Today, in countries with advanced health systems, suggestions for diagnosis and treatment of diseases are arranged taking into account the principles of evidence -based drugs, based on studies that have high levels of reliability.With regard to hap/STB drug therapy, such studies are clearly inadequate.The criteria for proof -based drugs are only appropriate to the use of antibiotics and?1-Adreno-blocking and, with certain tolerance, plant extract from Serenoa Repens.Data on the use of all other groups of drugs is especially empirical.

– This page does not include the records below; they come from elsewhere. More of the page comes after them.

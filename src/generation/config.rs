//! Generation configuration parsed from environment variables.

pub const WEBHOOK_URL_VAR: &str = "GENERATION_WEBHOOK_URL";

#[derive(Debug, Clone, Default, PartialEq, Eq)]
pub struct GenerationConfig {
    /// Webhook receiving generation requests. `None` makes every submit fail
    /// with a configuration error.
    pub webhook_url: Option<String>,
}

impl GenerationConfig {
    /// Build config from the process environment.
    ///
    /// Optional:
    /// - `GENERATION_WEBHOOK_URL`: blank counts as unset; trailing `/` trimmed
    #[must_use]
    pub fn from_env() -> Self {
        Self { webhook_url: normalize_url(std::env::var(WEBHOOK_URL_VAR).ok().as_deref()) }
    }

    /// Build config from `GENERATION_WEBHOOK_URL` as it was set at compile
    /// time. WASM bundles have no process environment to read at runtime.
    #[must_use]
    pub fn from_build_env() -> Self {
        // `option_env!` only takes a literal; keep it equal to `WEBHOOK_URL_VAR`.
        Self { webhook_url: normalize_url(option_env!("GENERATION_WEBHOOK_URL")) }
    }

    #[must_use]
    pub fn with_webhook_url(url: impl AsRef<str>) -> Self {
        Self { webhook_url: normalize_url(Some(url.as_ref())) }
    }
}

fn normalize_url(raw: Option<&str>) -> Option<String> {
    let trimmed = raw?.trim().trim_end_matches('/');
    if trimmed.is_empty() {
        return None;
    }
    Some(trimmed.to_owned())
}

#[cfg(test)]
#[path = "config_test.rs"]
mod tests;
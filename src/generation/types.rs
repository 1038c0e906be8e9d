//! Generation wire types and errors.

use serde::{Deserialize, Serialize};

// =============================================================================
// ERROR
// =============================================================================

/// Errors produced by [`crate::GenerationClient::submit`].
#[derive(Debug, thiserror::Error)]
pub enum GenerationError {
    /// No webhook URL is configured. Nothing was sent.
    #[error("generation endpoint not configured: set {var}")]
    Configuration { var: &'static str },

    /// The webhook answered with a non-success HTTP status.
    #[error("generation endpoint responded {status}")]
    Remote {
        /// Status line, e.g. `500 Internal Server Error`.
        status: String,
        code: u16,
        /// `message` from the response body, when it had one.
        message: Option<String>,
    },

    /// The request never got an HTTP answer (DNS, refused, reset, timeout).
    #[error("generation request failed: {0}")]
    Transport(String),

    /// A success response whose body is not a generation result.
    #[error("generation response parse failed: {0}")]
    InvalidResponse(String),

    /// The underlying HTTP client could not be constructed.
    #[error("HTTP client build failed: {0}")]
    HttpClientBuild(String),
}

impl GenerationError {
    #[must_use]
    pub fn error_code(&self) -> &'static str {
        match self {
            Self::Configuration { .. } => "E_CONFIGURATION",
            Self::Remote { .. } => "E_REMOTE",
            Self::Transport(_) => "E_TRANSPORT",
            Self::InvalidResponse(_) => "E_INVALID_RESPONSE",
            Self::HttpClientBuild(_) => "E_HTTP_CLIENT_BUILD",
        }
    }

    /// Whether the user may reasonably try the same submission again.
    #[must_use]
    pub fn retryable(&self) -> bool {
        matches!(self, Self::Transport(_) | Self::Remote { code: 429 | 500..=599, .. })
    }

    /// Text suitable for showing next to the submit button.
    #[must_use]
    pub fn user_message(&self) -> String {
        match self {
            Self::Configuration { .. } | Self::HttpClientBuild(_) => {
                "Document generation is not available right now. Please contact support.".to_owned()
            }
            Self::Remote { message: Some(message), .. } if !message.trim().is_empty() => message.clone(),
            Self::Remote { .. } | Self::InvalidResponse(_) => {
                "The document could not be generated. Please try again later.".to_owned()
            }
            Self::Transport(_) => "Network error. Check your connection and try again.".to_owned(),
        }
    }
}

// =============================================================================
// REQUEST
// =============================================================================

/// Body posted to the webhook: the draft's own fields plus identifiers.
#[derive(Debug, Clone, PartialEq, Serialize, Deserialize)]
#[serde(rename_all = "camelCase")]
pub struct GenerationRequest<T> {
    #[serde(flatten)]
    pub draft: T,
    #[serde(default, skip_serializing_if = "Option::is_none")]
    pub guest_session_id: Option<String>,
    #[serde(default, skip_serializing_if = "Option::is_none")]
    pub user_id: Option<String>,
}

impl<T> GenerationRequest<T> {
    pub fn new(draft: T) -> Self {
        Self { draft, guest_session_id: None, user_id: None }
    }

    #[must_use]
    pub fn with_user_id(mut self, user_id: impl Into<String>) -> Self {
        self.user_id = Some(user_id.into());
        self
    }
}

// =============================================================================
// RESPONSE
// =============================================================================

#[derive(Debug, Clone, Copy, PartialEq, Eq, Serialize, Deserialize)]
#[serde(rename_all = "lowercase")]
pub enum GenerationStatus {
    Success,
    Error,
}

/// Webhook response body, kept exactly as received.
#[derive(Debug, Clone, PartialEq, Eq, Serialize, Deserialize)]
#[serde(rename_all = "camelCase")]
pub struct GenerationResult {
    pub status: GenerationStatus,
    #[serde(default, skip_serializing_if = "Option::is_none")]
    pub document_id: Option<String>,
    #[serde(default, skip_serializing_if = "Option::is_none")]
    pub download_url: Option<String>,
    #[serde(default, skip_serializing_if = "Option::is_none")]
    pub message: Option<String>,
}

/// Tagged view of a [`GenerationResult`].
#[derive(Debug, Clone, PartialEq, Eq)]
pub enum GenerationOutcome {
    Success { document_id: Option<String>, download_url: Option<String> },
    Failure { reason: String },
}

const DEFAULT_FAILURE_REASON: &str = "document generation failed";

impl GenerationResult {
    #[must_use]
    pub fn is_success(&self) -> bool {
        self.status == GenerationStatus::Success
    }

    #[must_use]
    pub fn outcome(&self) -> GenerationOutcome {
        match self.status {
            GenerationStatus::Success => GenerationOutcome::Success {
                document_id: self.document_id.clone(),
                download_url: self.download_url.clone(),
            },
            GenerationStatus::Error => GenerationOutcome::Failure {
                reason: self
                    .message
                    .clone()
                    .filter(|m| !m.trim().is_empty())
                    .unwrap_or_else(|| DEFAULT_FAILURE_REASON.to_owned()),
            },
        }
    }
}

#[cfg(test)]
#[path = "types_test.rs"]
mod tests;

According to the suggestion of the US Institute of Health (NIH), the most commonly used prostatitis treatment method, according to priority, according to the criteria of evidence -based drugs, can be represented by the following sequences:
- Priority of treatment method (0-5);
- Antibacterial agents (antibiotics) 4.4;
- Alpha1-blockers 3.7;
- Prostate Massage (Course) 3.3;
- Anti -Anti -Anti -Anti -Anti -Anti -Anti -Anti -Anti -Anti -Hydroxyzine) 3.3;
- Anesthetic therapy (analgesic, amitriptyin, size) 3.1;
- Treatment of reverse biological communication methods (anorectal biofeeedback) 2.7;
- Phytotherapy (Serenoa Repens/Saw Palmetto, Quercetin) 2.5;
- 5 Inhibitors Reduktase Alpha (Finsteride) 2.5;
- Musorelaxants (Diazepam, Baclofen) 2.2;
- Thermotherapy (transurethal microwave thermotherapy, transurethral needle ablation, laser) 2.2;
- Physiotherapy (general massage, etc.) 2.1;
- Psychotherapy 2.1;
- Alternative therapy (meditation, acupuncture, etc.) 2.0;
- Anticoagulant (Pentosana Police) 1.8;
- Capsaicin 1.8;
- Allopurinol 1.5;
- Surgical treatment (bladder neck visit, prostate, transurethral prostate incision, radical prostatektomy) 1.5.
Accents are quite different from the treatment method for chronic prostatitis in Tenke P. (2003)

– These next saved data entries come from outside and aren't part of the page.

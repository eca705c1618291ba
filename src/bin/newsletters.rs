use clap::Parser;
use game_reviews_lib::config::NewslettersConfig;

#[tokio::main]
async fn main() {
    let config = NewslettersConfig::parse();
    if let Err(e) = game_reviews_lib::run_newsletters(config).await {
        log::error!("{}", e);
        std::process::exit(1);
    }
}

- Antimicrobial Therapy ++++;
- Alpha1-blockers +++;
- Anti -inflammation ++;
- Phytotherapy ++;
- Hormone ++ therapy;
- Hyperthermia / thermotherapy ++;
- Prostate Massage Course ++;
- Alternative treatment method ++;
- Psychotherapy ++;
- Allopurinol +;
- Surgical treatment +.
Therefore, a large number of drugs and drug groups are recommended for the treatment of chronic abacteria and KTB prostatitis, its use is based on information on its effects on various stages of disease pathogenesis.Without exception, all of this is less confirmed by evidence and evidence and evidence.To improve the outcome of hap and, in particular, patients with pelvic pain, are associated with advances in the field of diagnosis and the diagnosis of differential conditions, the improvement and details of clinical classification of the disease, reliable clinical outcomes that characterize the effectiveness and safety of drugs in a group that is clearly defined by patients.